Companies that listed in the past seven months have managed overall revenue and profit growth at 52 per cent and 76 per cent respectively for the September 2010 quarter.
In comparison, companies making up the broader market, represented by the CNX 500, recorded a revenue growth of 19 per cent while their net profits grew 20 per cent. About seven in every 10 stocks in the IPO basket have outpaced the broader market in revenue growth while six in 10 outpaced profit growth.
Twenty-seven companies that came out with IPOs this year and which have declared their September 2010 quarter results with the corresponding figures in 2009 have been considered for this analysis.
The infrastructure, IT and realty sectors have seen the most number of IPOs. However, there is no sector trend that emerges for outperformers.

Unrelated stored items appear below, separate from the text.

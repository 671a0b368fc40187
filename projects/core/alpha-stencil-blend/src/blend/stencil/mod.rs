//! Stencil only blend: colour alpha bytes become fully opaque (255) where
//! the stencil marks the pixel opaque (red >= 128) and fully transparent (0)
//! everywhere else.

pub(crate) mod portable32;

#[cfg(any(target_arch = "x86_64", target_arch = "x86"))]
pub(crate) mod sse2;

#[cfg(any(target_arch = "x86_64", target_arch = "x86"))]
use crate::cpu_detect::*;

/// Rewrites the alpha byte of every pixel in the colour buffer to 255 or 0
/// depending on the matching stencil pixel, picking the fastest kernel
/// available on the current CPU.
///
/// # Safety
///
/// - `color_ptr` must be valid for reads and writes of `num_pixels * 4` bytes
/// - `stencil_ptr` must be valid for reads of `num_pixels * 4` bytes
#[inline]
pub unsafe fn blend_stencil(color_ptr: *mut u8, stencil_ptr: *const u8, num_pixels: usize) {
    #[cfg(any(target_arch = "x86_64", target_arch = "x86"))]
    {
        blend_stencil_x86(color_ptr, stencil_ptr, num_pixels)
    }

    #[cfg(not(any(target_arch = "x86_64", target_arch = "x86")))]
    {
        portable32::u32_unroll_4(color_ptr, stencil_ptr, num_pixels)
    }
}

#[cfg(any(target_arch = "x86_64", target_arch = "x86"))]
#[inline(always)]
unsafe fn blend_stencil_x86(color_ptr: *mut u8, stencil_ptr: *const u8, num_pixels: usize) {
    #[cfg(not(feature = "no-runtime-cpu-detection"))]
    {
        // Runtime feature detection
        if has_sse2() {
            sse2::blend_sse2(color_ptr, stencil_ptr, num_pixels);
            return;
        }
    }

    #[cfg(feature = "no-runtime-cpu-detection")]
    {
        if cfg!(target_feature = "sse2") {
            sse2::blend_sse2(color_ptr, stencil_ptr, num_pixels);
            return;
        }
    }

    portable32::u32_unroll_4(color_ptr, stencil_ptr, num_pixels)
}
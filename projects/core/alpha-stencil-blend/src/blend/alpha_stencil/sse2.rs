//! SSE2 kernel for the stencil masked alpha blend, 16 pixels per loop
//! iteration.

use super::portable32;
use crate::pixel::{ALPHA_MASK, BYTES_PER_PIXEL, RGB_MASK};
#[cfg(target_arch = "x86")]
use core::arch::x86::*;
#[cfg(target_arch = "x86_64")]
use core::arch::x86_64::*;

/// Rewrites the alpha byte of every colour pixel from the opacity source's
/// green byte where the stencil red byte is >= 128, and to 0 elsewhere,
/// using SSE2, 4 vectors of 4 pixels per iteration.
///
/// # Safety
///
/// - `color_ptr` must be valid for reads and writes of `num_pixels * 4` bytes
/// - `opacity_ptr` must be valid for reads of `num_pixels * 4` bytes
/// - `stencil_ptr` must be valid for reads of `num_pixels * 4` bytes
/// - Requires SSE2 support
#[target_feature(enable = "sse2")]
pub unsafe fn blend_sse2(
    mut color_ptr: *mut u8,
    mut opacity_ptr: *const u8,
    mut stencil_ptr: *const u8,
    num_pixels: usize,
) {
    let rgb_mask = _mm_set1_epi32(RGB_MASK as i32);
    let alpha_mask = _mm_set1_epi32(ALPHA_MASK as i32);

    let vectorized_pixels = num_pixels & !15;
    let vectorized_end = color_ptr.add(vectorized_pixels * BYTES_PER_PIXEL);
    while color_ptr < vectorized_end {
        let color0 = _mm_loadu_si128(color_ptr as *const __m128i);
        let color1 = _mm_loadu_si128((color_ptr as *const __m128i).add(1));
        let color2 = _mm_loadu_si128((color_ptr as *const __m128i).add(2));
        let color3 = _mm_loadu_si128((color_ptr as *const __m128i).add(3));
        let opacity0 = _mm_loadu_si128(opacity_ptr as *const __m128i);
        let opacity1 = _mm_loadu_si128((opacity_ptr as *const __m128i).add(1));
        let opacity2 = _mm_loadu_si128((opacity_ptr as *const __m128i).add(2));
        let opacity3 = _mm_loadu_si128((opacity_ptr as *const __m128i).add(3));
        let stencil0 = _mm_loadu_si128(stencil_ptr as *const __m128i);
        let stencil1 = _mm_loadu_si128((stencil_ptr as *const __m128i).add(1));
        let stencil2 = _mm_loadu_si128((stencil_ptr as *const __m128i).add(2));
        let stencil3 = _mm_loadu_si128((stencil_ptr as *const __m128i).add(3));

        // Move bit 7 of the stencil red byte into the lane sign bit, then
        // broadcast it across the lane with an arithmetic shift.
        let keep0 = _mm_srai_epi32(_mm_slli_epi32(stencil0, 24), 31);
        let keep1 = _mm_srai_epi32(_mm_slli_epi32(stencil1, 24), 31);
        let keep2 = _mm_srai_epi32(_mm_slli_epi32(stencil2, 24), 31);
        let keep3 = _mm_srai_epi32(_mm_slli_epi32(stencil3, 24), 31);

        let blended0 = _mm_or_si128(
            _mm_and_si128(color0, rgb_mask),
            _mm_and_si128(_mm_and_si128(_mm_slli_epi32(opacity0, 16), alpha_mask), keep0),
        );
        let blended1 = _mm_or_si128(
            _mm_and_si128(color1, rgb_mask),
            _mm_and_si128(_mm_and_si128(_mm_slli_epi32(opacity1, 16), alpha_mask), keep1),
        );
        let blended2 = _mm_or_si128(
            _mm_and_si128(color2, rgb_mask),
            _mm_and_si128(_mm_and_si128(_mm_slli_epi32(opacity2, 16), alpha_mask), keep2),
        );
        let blended3 = _mm_or_si128(
            _mm_and_si128(color3, rgb_mask),
            _mm_and_si128(_mm_and_si128(_mm_slli_epi32(opacity3, 16), alpha_mask), keep3),
        );

        _mm_storeu_si128(color_ptr as *mut __m128i, blended0);
        _mm_storeu_si128((color_ptr as *mut __m128i).add(1), blended1);
        _mm_storeu_si128((color_ptr as *mut __m128i).add(2), blended2);
        _mm_storeu_si128((color_ptr as *mut __m128i).add(3), blended3);

        color_ptr = color_ptr.add(16 * BYTES_PER_PIXEL);
        opacity_ptr = opacity_ptr.add(16 * BYTES_PER_PIXEL);
        stencil_ptr = stencil_ptr.add(16 * BYTES_PER_PIXEL);
    }

    // Process any remaining pixels with the portable kernel.
    let remaining_pixels = num_pixels - vectorized_pixels;
    if remaining_pixels > 0 {
        portable32::u32(color_ptr, opacity_ptr, stencil_ptr, remaining_pixels);
    }
}
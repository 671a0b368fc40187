//! The RGBA8888 pixel model shared by all blend kernels.

/// Number of bytes in one interleaved RGBA8888 pixel.
pub const BYTES_PER_PIXEL: usize = 4;

/// Mask selecting the R, G and B bytes of a pixel loaded as a little-endian [`u32`].
pub const RGB_MASK: u32 = 0x00FF_FFFF;

/// Mask selecting the alpha byte of a pixel loaded as a little-endian [`u32`].
pub const ALPHA_MASK: u32 = 0xFF00_0000;

/// Stencil red values at or above this threshold keep the pixel visible.
///
/// Values below it force the blended alpha to 0, hiding the pixel.
pub const STENCIL_OPAQUE_THRESHOLD: u8 = 128;

/// Represents a single RGBA8888 pixel as stored in the blend buffers
#[derive(Debug, Clone, Copy, PartialEq, Eq)]
pub struct Rgba8888 {
    /// Red component (0-255)
    pub r: u8,
    /// Green component (0-255)
    pub g: u8,
    /// Blue component (0-255)
    pub b: u8,
    /// Alpha component (0-255)
    pub a: u8,
}

impl Rgba8888 {
    /// Constructs a new [`Rgba8888`] from the specified red, green, blue, and alpha components.
    ///
    /// Each parameter represents the intensity of its corresponding colour channel (0-255).
    ///
    /// # Examples
    ///
    /// ```
    /// use alpha_stencil_blend::pixel::Rgba8888;
    ///
    /// let pixel = Rgba8888::new(255, 0, 0, 255);
    /// assert_eq!(pixel.r, 255);
    /// assert_eq!(pixel.g, 0);
    /// assert_eq!(pixel.b, 0);
    /// assert_eq!(pixel.a, 255);
    /// ```
    pub fn new(r: u8, g: u8, b: u8, a: u8) -> Self {
        Self { r, g, b, a }
    }

    /// Returns the pixel as a little-endian [`u32`] word, matching how the
    /// blend kernels load pixels from memory.
    ///
    /// Red occupies bits 0..8, green bits 8..16, blue bits 16..24 and alpha
    /// bits 24..32.
    ///
    /// # Examples
    ///
    /// ```
    /// use alpha_stencil_blend::pixel::Rgba8888;
    ///
    /// let pixel = Rgba8888::new(0x11, 0x22, 0x33, 0x44);
    /// assert_eq!(pixel.to_le_u32(), 0x4433_2211);
    /// ```
    #[inline]
    pub fn to_le_u32(&self) -> u32 {
        u32::from_le_bytes([self.r, self.g, self.b, self.a])
    }

    /// Constructs a [`Rgba8888`] from a little-endian [`u32`] word, the
    /// inverse of [`to_le_u32`](Self::to_le_u32).
    #[inline]
    pub fn from_le_u32(value: u32) -> Self {
        let [r, g, b, a] = value.to_le_bytes();
        Self { r, g, b, a }
    }
}
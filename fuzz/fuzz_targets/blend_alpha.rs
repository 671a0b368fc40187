#![no_main]

// This fuzz test validates the alpha blend dispatcher by checking that it
// produces the same output as a scalar reference for arbitrary buffers and
// pixel counts, and that it never writes outside the processed range.

use alpha_stencil_blend::blend_alpha;
use libfuzzer_sys::{arbitrary, fuzz_target};

#[derive(Clone, Debug, arbitrary::Arbitrary)]
pub struct AlphaBlendInput {
    pub color: Vec<u8>,
    pub opacity: Vec<u8>,
}

fuzz_target!(|input: AlphaBlendInput| {
    // Blend as many whole pixels as both buffers can cover
    let num_pixels = (input.color.len() / 4).min(input.opacity.len() / 4);

    let mut blended = input.color.clone();
    unsafe {
        blend_alpha(blended.as_mut_ptr(), input.opacity.as_ptr(), num_pixels);
    }

    // Scalar reference: each alpha byte comes from the opacity green byte
    let mut expected = input.color.clone();
    for (pixel, src) in expected
        .chunks_exact_mut(4)
        .zip(input.opacity.chunks_exact(4))
        .take(num_pixels)
    {
        pixel[3] = src[1];
    }

    // Bytes past num_pixels * 4 must be untouched
    assert_eq!(
        blended, expected,
        "blend_alpha doesn't match the scalar reference for {num_pixels} pixels"
    );
});
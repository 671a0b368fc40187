//! Portable 32 bit kernels for the alpha blend.

use crate::pixel::{ALPHA_MASK, BYTES_PER_PIXEL, RGB_MASK};

/// Rewrites the alpha byte of every colour pixel from the opacity source's
/// green byte, one `u32` word at a time.
///
/// # Safety
///
/// - `color_ptr` must be valid for reads and writes of `num_pixels * 4` bytes
/// - `opacity_ptr` must be valid for reads of `num_pixels * 4` bytes
pub unsafe fn u32(mut color_ptr: *mut u8, mut opacity_ptr: *const u8, num_pixels: usize) {
    let max_ptr = color_ptr.add(num_pixels * BYTES_PER_PIXEL);
    while color_ptr < max_ptr {
        let color = (color_ptr as *const u32).read_unaligned();
        let opacity = (opacity_ptr as *const u32).read_unaligned();
        let blended = (color & RGB_MASK) | ((opacity << 16) & ALPHA_MASK);
        (color_ptr as *mut u32).write_unaligned(blended);
        color_ptr = color_ptr.add(BYTES_PER_PIXEL);
        opacity_ptr = opacity_ptr.add(BYTES_PER_PIXEL);
    }
}

/// Rewrites the alpha byte of every colour pixel from the opacity source's
/// green byte, processing groups of 16 pixels as 4 unrolled iterations of
/// 4 word combines before finishing the remainder one word at a time.
///
/// # Safety
///
/// - `color_ptr` must be valid for reads and writes of `num_pixels * 4` bytes
/// - `opacity_ptr` must be valid for reads of `num_pixels * 4` bytes
pub unsafe fn u32_unroll_4(mut color_ptr: *mut u8, mut opacity_ptr: *const u8, num_pixels: usize) {
    let grouped_pixels = num_pixels & !15;
    let grouped_end = color_ptr.add(grouped_pixels * BYTES_PER_PIXEL);
    while color_ptr < grouped_end {
        // Pixels 0..4
        let color_words = color_ptr as *mut u32;
        let opacity_words = opacity_ptr as *const u32;
        let blend0 = (color_words.read_unaligned() & RGB_MASK)
            | ((opacity_words.read_unaligned() << 16) & ALPHA_MASK);
        let blend1 = (color_words.add(1).read_unaligned() & RGB_MASK)
            | ((opacity_words.add(1).read_unaligned() << 16) & ALPHA_MASK);
        let blend2 = (color_words.add(2).read_unaligned() & RGB_MASK)
            | ((opacity_words.add(2).read_unaligned() << 16) & ALPHA_MASK);
        let blend3 = (color_words.add(3).read_unaligned() & RGB_MASK)
            | ((opacity_words.add(3).read_unaligned() << 16) & ALPHA_MASK);
        color_words.write_unaligned(blend0);
        color_words.add(1).write_unaligned(blend1);
        color_words.add(2).write_unaligned(blend2);
        color_words.add(3).write_unaligned(blend3);
        color_ptr = color_ptr.add(4 * BYTES_PER_PIXEL);
        opacity_ptr = opacity_ptr.add(4 * BYTES_PER_PIXEL);

        // Pixels 4..8
        let color_words = color_ptr as *mut u32;
        let opacity_words = opacity_ptr as *const u32;
        let blend0 = (color_words.read_unaligned() & RGB_MASK)
            | ((opacity_words.read_unaligned() << 16) & ALPHA_MASK);
        let blend1 = (color_words.add(1).read_unaligned() & RGB_MASK)
            | ((opacity_words.add(1).read_unaligned() << 16) & ALPHA_MASK);
        let blend2 = (color_words.add(2).read_unaligned() & RGB_MASK)
            | ((opacity_words.add(2).read_unaligned() << 16) & ALPHA_MASK);
        let blend3 = (color_words.add(3).read_unaligned() & RGB_MASK)
            | ((opacity_words.add(3).read_unaligned() << 16) & ALPHA_MASK);
        color_words.write_unaligned(blend0);
        color_words.add(1).write_unaligned(blend1);
        color_words.add(2).write_unaligned(blend2);
        color_words.add(3).write_unaligned(blend3);
        color_ptr = color_ptr.add(4 * BYTES_PER_PIXEL);
        opacity_ptr = opacity_ptr.add(4 * BYTES_PER_PIXEL);

        // Pixels 8..12
        let color_words = color_ptr as *mut u32;
        let opacity_words = opacity_ptr as *const u32;
        let blend0 = (color_words.read_unaligned() & RGB_MASK)
            | ((opacity_words.read_unaligned() << 16) & ALPHA_MASK);
        let blend1 = (color_words.add(1).read_unaligned() & RGB_MASK)
            | ((opacity_words.add(1).read_unaligned() << 16) & ALPHA_MASK);
        let blend2 = (color_words.add(2).read_unaligned() & RGB_MASK)
            | ((opacity_words.add(2).read_unaligned() << 16) & ALPHA_MASK);
        let blend3 = (color_words.add(3).read_unaligned() & RGB_MASK)
            | ((opacity_words.add(3).read_unaligned() << 16) & ALPHA_MASK);
        color_words.write_unaligned(blend0);
        color_words.add(1).write_unaligned(blend1);
        color_words.add(2).write_unaligned(blend2);
        color_words.add(3).write_unaligned(blend3);
        color_ptr = color_ptr.add(4 * BYTES_PER_PIXEL);
        opacity_ptr = opacity_ptr.add(4 * BYTES_PER_PIXEL);

        // Pixels 12..16
        let color_words = color_ptr as *mut u32;
        let opacity_words = opacity_ptr as *const u32;
        let blend0 = (color_words.read_unaligned() & RGB_MASK)
            | ((opacity_words.read_unaligned() << 16) & ALPHA_MASK);
        let blend1 = (color_words.add(1).read_unaligned() & RGB_MASK)
            | ((opacity_words.add(1).read_unaligned() << 16) & ALPHA_MASK);
        let blend2 = (color_words.add(2).read_unaligned() & RGB_MASK)
            | ((opacity_words.add(2).read_unaligned() << 16) & ALPHA_MASK);
        let blend3 = (color_words.add(3).read_unaligned() & RGB_MASK)
            | ((opacity_words.add(3).read_unaligned() << 16) & ALPHA_MASK);
        color_words.write_unaligned(blend0);
        color_words.add(1).write_unaligned(blend1);
        color_words.add(2).write_unaligned(blend2);
        color_words.add(3).write_unaligned(blend3);
        color_ptr = color_ptr.add(4 * BYTES_PER_PIXEL);
        opacity_ptr = opacity_ptr.add(4 * BYTES_PER_PIXEL);
    }

    // Process any remaining 0..=15 pixels one word at a time.
    let max_ptr = color_ptr.add((num_pixels - grouped_pixels) * BYTES_PER_PIXEL);
    while color_ptr < max_ptr {
        let color = (color_ptr as *const u32).read_unaligned();
        let opacity = (opacity_ptr as *const u32).read_unaligned();
        let blended = (color & RGB_MASK) | ((opacity << 16) & ALPHA_MASK);
        (color_ptr as *mut u32).write_unaligned(blended);
        color_ptr = color_ptr.add(BYTES_PER_PIXEL);
        opacity_ptr = opacity_ptr.add(BYTES_PER_PIXEL);
    }
}
//! Combined C entry point that picks the blend mode from which source
//! pointers are non-null.

use super::{AsbErrorCode, AsbResult};
use crate::blend::{blend_alpha, blend_alpha_stencil, blend_stencil};

/// Rewrites the alpha byte of every pixel in the colour buffer, picking the
/// blend mode from which source pointers are provided.
///
/// | `opacity_ptr` | `stencil_ptr` | Effect on each pixel's alpha byte              |
/// |---------------|---------------|------------------------------------------------|
/// | non-null      | null          | opacity green                                  |
/// | non-null      | non-null      | opacity green where stencil red >= 128, else 0 |
/// | null          | non-null      | 255 where stencil red >= 128, else 0           |
/// | null          | null          | untouched, the call is a no-op                 |
///
/// # Parameters
///
/// - `color_ptr`: Pointer to the RGBA8888 colour buffer rewritten in place
/// - `opacity_ptr`: Pointer to the RGBA8888 opacity source, may be null
/// - `stencil_ptr`: Pointer to the RGBA8888 stencil, may be null
/// - `num_pixels`: Number of 4 byte pixels in every provided buffer
///
/// # Returns
///
/// An [`AsbResult`] indicating success or failure.
///
/// # Safety
///
/// - `color_ptr` must be valid for reads and writes of `num_pixels * 4` bytes
/// - `opacity_ptr` must be null or valid for reads of `num_pixels * 4` bytes
/// - `stencil_ptr` must be null or valid for reads of `num_pixels * 4` bytes
#[unsafe(no_mangle)]
pub unsafe extern "C" fn asbcore_blend(
    color_ptr: *mut u8,
    opacity_ptr: *const u8,
    stencil_ptr: *const u8,
    num_pixels: usize,
) -> AsbResult {
    // Validate null pointers
    if color_ptr.is_null() {
        return AsbResult::from_error_code(AsbErrorCode::NullColorPointer);
    }

    if !opacity_ptr.is_null() && !stencil_ptr.is_null() {
        blend_alpha_stencil(color_ptr, opacity_ptr, stencil_ptr, num_pixels);
    } else if !opacity_ptr.is_null() {
        blend_alpha(color_ptr, opacity_ptr, num_pixels);
    } else if !stencil_ptr.is_null() {
        blend_stencil(color_ptr, stencil_ptr, num_pixels);
    }

    AsbResult::success()
}

#[cfg(test)]
mod tests {
    use super::*;
    use std::ptr::{null, null_mut};

    #[test]
    fn rejects_null_color_pointer() {
        let result = unsafe { asbcore_blend(null_mut(), null(), null(), 0) };
        assert_eq!(result.error_code, AsbErrorCode::NullColorPointer);
        assert!(!result.is_success());
    }

    #[test]
    fn both_sources_null_is_a_no_op() {
        let mut color = [1u8, 2, 3, 4];
        let result = unsafe { asbcore_blend(color.as_mut_ptr(), null(), null(), 1) };
        assert!(result.is_success());
        assert_eq!(color, [1, 2, 3, 4]);
    }

    #[test]
    fn dispatches_to_the_alpha_blend() {
        let mut color = [1u8, 2, 3, 4];
        let opacity = [0u8, 99, 0, 0];
        let result = unsafe { asbcore_blend(color.as_mut_ptr(), opacity.as_ptr(), null(), 1) };
        assert!(result.is_success());
        assert_eq!(color, [1, 2, 3, 99]);
    }

    #[test]
    fn dispatches_to_the_stencil_masked_alpha_blend() {
        let mut color = [1u8, 2, 3, 4, 5, 6, 7, 8];
        let opacity = [0u8, 99, 0, 0, 0, 99, 0, 0];
        let stencil = [255u8, 0, 0, 0, 0, 0, 0, 0];
        let result =
            unsafe { asbcore_blend(color.as_mut_ptr(), opacity.as_ptr(), stencil.as_ptr(), 2) };
        assert!(result.is_success());
        assert_eq!(color, [1, 2, 3, 99, 5, 6, 7, 0]);
    }

    #[test]
    fn dispatches_to_the_stencil_only_blend() {
        let mut color = [1u8, 2, 3, 4];
        let stencil = [255u8, 0, 0, 0];
        let result = unsafe { asbcore_blend(color.as_mut_ptr(), null(), stencil.as_ptr(), 1) };
        assert!(result.is_success());
        assert_eq!(color, [1, 2, 3, 255]);
    }

    #[test]
    fn zero_pixels_succeeds_without_touching_memory() {
        let mut color = [9u8; 4];
        let opacity = [0u8; 4];
        let result = unsafe { asbcore_blend(color.as_mut_ptr(), opacity.as_ptr(), null(), 0) };
        assert!(result.is_success());
        assert_eq!(color, [9; 4]);
    }
}
//! SSE2 kernel for the alpha blend, 16 pixels per loop iteration.

use super::portable32;
use crate::pixel::{ALPHA_MASK, BYTES_PER_PIXEL, RGB_MASK};
#[cfg(target_arch = "x86")]
use core::arch::x86::*;
#[cfg(target_arch = "x86_64")]
use core::arch::x86_64::*;

/// Rewrites the alpha byte of every colour pixel from the opacity source's
/// green byte using SSE2, 4 vectors of 4 pixels per iteration.
///
/// # Safety
///
/// - `color_ptr` must be valid for reads and writes of `num_pixels * 4` bytes
/// - `opacity_ptr` must be valid for reads of `num_pixels * 4` bytes
/// - Requires SSE2 support
#[target_feature(enable = "sse2")]
pub unsafe fn blend_sse2(mut color_ptr: *mut u8, mut opacity_ptr: *const u8, num_pixels: usize) {
    let rgb_mask = _mm_set1_epi32(RGB_MASK as i32);
    let alpha_mask = _mm_set1_epi32(ALPHA_MASK as i32);

    let vectorized_pixels = num_pixels & !15;
    let vectorized_end = color_ptr.add(vectorized_pixels * BYTES_PER_PIXEL);
    while color_ptr < vectorized_end {
        let color0 = _mm_loadu_si128(color_ptr as *const __m128i);
        let color1 = _mm_loadu_si128((color_ptr as *const __m128i).add(1));
        let color2 = _mm_loadu_si128((color_ptr as *const __m128i).add(2));
        let color3 = _mm_loadu_si128((color_ptr as *const __m128i).add(3));
        let opacity0 = _mm_loadu_si128(opacity_ptr as *const __m128i);
        let opacity1 = _mm_loadu_si128((opacity_ptr as *const __m128i).add(1));
        let opacity2 = _mm_loadu_si128((opacity_ptr as *const __m128i).add(2));
        let opacity3 = _mm_loadu_si128((opacity_ptr as *const __m128i).add(3));

        // Shift green from bits 8..16 up to bits 24..32, then merge.
        let blended0 = _mm_or_si128(
            _mm_and_si128(color0, rgb_mask),
            _mm_and_si128(_mm_slli_epi32(opacity0, 16), alpha_mask),
        );
        let blended1 = _mm_or_si128(
            _mm_and_si128(color1, rgb_mask),
            _mm_and_si128(_mm_slli_epi32(opacity1, 16), alpha_mask),
        );
        let blended2 = _mm_or_si128(
            _mm_and_si128(color2, rgb_mask),
            _mm_and_si128(_mm_slli_epi32(opacity2, 16), alpha_mask),
        );
        let blended3 = _mm_or_si128(
            _mm_and_si128(color3, rgb_mask),
            _mm_and_si128(_mm_slli_epi32(opacity3, 16), alpha_mask),
        );

        _mm_storeu_si128(color_ptr as *mut __m128i, blended0);
        _mm_storeu_si128((color_ptr as *mut __m128i).add(1), blended1);
        _mm_storeu_si128((color_ptr as *mut __m128i).add(2), blended2);
        _mm_storeu_si128((color_ptr as *mut __m128i).add(3), blended3);

        color_ptr = color_ptr.add(16 * BYTES_PER_PIXEL);
        opacity_ptr = opacity_ptr.add(16 * BYTES_PER_PIXEL);
    }

    // Process any remaining pixels with the portable kernel.
    let remaining_pixels = num_pixels - vectorized_pixels;
    if remaining_pixels > 0 {
        portable32::u32(color_ptr, opacity_ptr, remaining_pixels);
    }
}
use core::{alloc::Layout, time::Duration};
use criterion::{criterion_group, criterion_main, Criterion};
use safe_allocator_api::RawAlloc;

#[cfg(not(target_os = "windows"))]
use pprof::criterion::{Output, PProfProfiler};

mod portable32;
#[cfg(any(target_arch = "x86_64", target_arch = "x86"))]
mod sse2;

pub(crate) fn allocate_align_64(num_bytes: usize) -> RawAlloc {
    let layout = Layout::from_size_align(num_bytes, 64).unwrap();
    RawAlloc::new(layout).unwrap()
}

fn criterion_benchmark(c: &mut Criterion) {
    let mut group = c.benchmark_group("RGBA8888 Alpha Stencil Blend");
    let size = 8294400; // 1920x1080px RGBA
    let mut color = allocate_align_64(size);
    let opacity = allocate_align_64(size);
    let stencil = allocate_align_64(size);
    let important_benches_only = true; // Set to false to enable extra benches, unrolls, etc.

    group.throughput(criterion::Throughput::Bytes(size as u64));
    group.warm_up_time(Duration::from_secs(30));
    group.measurement_time(Duration::from_secs(60));

    // Run architecture-specific benchmarks
    #[cfg(any(target_arch = "x86_64", target_arch = "x86"))]
    {
        if is_x86_feature_detected!("sse2") {
            sse2::run_benchmarks(
                &mut group,
                &mut color,
                &opacity,
                &stencil,
                size,
                important_benches_only,
            );
        }
    }

    // Run all portable benchmarks
    portable32::run_benchmarks(
        &mut group,
        &mut color,
        &opacity,
        &stencil,
        size,
        important_benches_only,
    );

    group.finish();
}

#[cfg(not(target_os = "windows"))]
criterion_group! {
    name = benches;
    config = Criterion::default().with_profiler(PProfProfiler::new(100, Output::Flamegraph(None)));
    targets = criterion_benchmark
}

#[cfg(target_os = "windows")]
criterion_group! {
    name = benches;
    config = Criterion::default();
    targets = criterion_benchmark
}

criterion_main!(benches);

Newly-listed companies also improved their net profit margins to 19 per cent from 17 per cent between the September 2009 and 2010 quarters, even as net margins for the CNX 500 companies stayed flat at 12 per cent in the same periods.
Interest costs for the debutants dipped as a good many public offers used the funds raised to repay debt.
Jubilant Foodworks, for example, reduced debt from Rs 83.6 crore to Rs 44 lakh.
Collective interest outgo as a percentage of sales dropped to 17 per cent in the September 2010 quarter against the 25 per cent in the same period in 2009.
However, if one compares the performance of the IPO companies to other listed industry rivals, it turns out that just over half have outpaced the latter on both counts. Twenty of the 27 IPO companies had companies in the same business that were already listed. Eleven of these have bettered their counterparts in revenue growth in the September 2010 quarter. For instance, ARSS Infrastructure’s revenues grew 73 per cent even as closest comparable Tantia Construction clocked a 22 per cent revenue growth.
On profit growth (operating profits), nine have outpaced their rivals. Parabolic Drugs, for example, registered growth in operating profits (adjusted for other income) by 18 per cent while peer Nectar Lifesciences managed a 9 per cent profit growth.
However, there were companies such as Man Infraconstruction, which surpassed closest comparable BL Kashyap in revenue growth (43 per cent against 39 per cent) but grew operating profits by just 5 per cent while BL Kashyap recorded a 12 per cent growth.
The evidence seems to suggest that the energy levels of a new entrant do confer some marginal advantage relative to more established rivals. However, the incumbents do continue to enjoy some early mover advantage when it comes translating a given level of revenues into a larger operating surplus.
Endorsing IPO companies with superior performance, stock market investors who have made a portfolio of the IPOs would have Rs 119 for every Rs 100 invested. Investments in the CNX 500 at the same time would have earned Rs 114 for every Rs 100 invested.